Hybrid Multifilter Ensemble Based Feature Selection Model from Microarray Cancer Datasets Using GWO with Deep Learning
Bibhuprasad Sahu, Sujata Dash
Abstract
Clinical management plays an important role in cancer prognosis. The advancement of biological translational research and sophisticated statistical analysis with machine learning techniques are the driving factors behind enhancing cancer prognostic predictions. This study presents a hybrid multifilter-ensemble machine-learning model using Grey Wolf Optimizer (GWO) with Recurrent Neural Network and long-short term memory (LSTM) classifier. This model uses an ensemble feature selection with RNN and LSTM to classify microarray cancer datasets.
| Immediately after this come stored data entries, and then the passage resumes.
use metric::{Metric, Registry, U64Counter};

pub(crate) const LOCK_ACQUISITIONS_METRIC_NAME: &str = "shardkeeper_ddl_lock_acquisitions";
pub(crate) const LOCK_TIMEOUTS_METRIC_NAME: &str = "shardkeeper_ddl_lock_timeouts";
pub(crate) const COORDINATORS_RECOVERED_METRIC_NAME: &str =
    "shardkeeper_ddl_coordinators_recovered";

#[derive(Debug, Clone)]
pub(crate) struct LockMetrics {
    pub(crate) acquisitions: U64Counter,
    pub(crate) timeouts: U64Counter,
}

impl LockMetrics {
    pub(crate) fn new(metric_registry: &Registry) -> Self {
        let acquisitions: Metric<U64Counter> = metric_registry.register_metric(
            LOCK_ACQUISITIONS_METRIC_NAME,
            "DDL locks granted",
        );
        let timeouts: Metric<U64Counter> = metric_registry.register_metric(
            LOCK_TIMEOUTS_METRIC_NAME,
            "DDL lock requests that timed out or were interrupted by a step down",
        );
        Self {
            acquisitions: acquisitions.recorder([]),
            timeouts: timeouts.recorder([]),
        }
    }
}

#[derive(Debug, Clone)]
pub(crate) struct ServiceMetrics {
    pub(crate) coordinators_recovered: U64Counter,
}

impl ServiceMetrics {
    pub(crate) fn new(metric_registry: &Registry) -> Self {
        let recovered: Metric<U64Counter> = metric_registry.register_metric(
            COORDINATORS_RECOVERED_METRIC_NAME,
            "DDL coordinators rebuilt from recovery documents after a step up",
        );
        Self {
            coordinators_recovered: recovered.recorder([]),
        }
    }
}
Five different feature selection (FS) filter models such as information gain (IG), gain ratio (GR), chi-square, and correlation-based feature selection (CFS) used to identify the featured features from the original dataset. Finally, the ensemble multifilter selected features are classified using Recurrent Neural Network (RNN) and LSTM. The experiments are performed on leukemia, lung, and Small Blue Round Cell Tumours (SBRCT) datasets. The efficacy of the GWO-RNN and GWO-LSTM is performed using various performance metrics like precision, recall, accuracy, and F1_Score. The performance of the MF-GWO-RNN outperforms with an accuracy of 97.11%, 95.92%, 92.81%, and in the case of MF-GWO-LSTM outperforms with an accuracy of 97.17%, 98.56%, 96.38% with Leukaemia, Lung, SRBCT datasets respectively, which is better than MF-GWO-SVM, MF-GWO-KNN.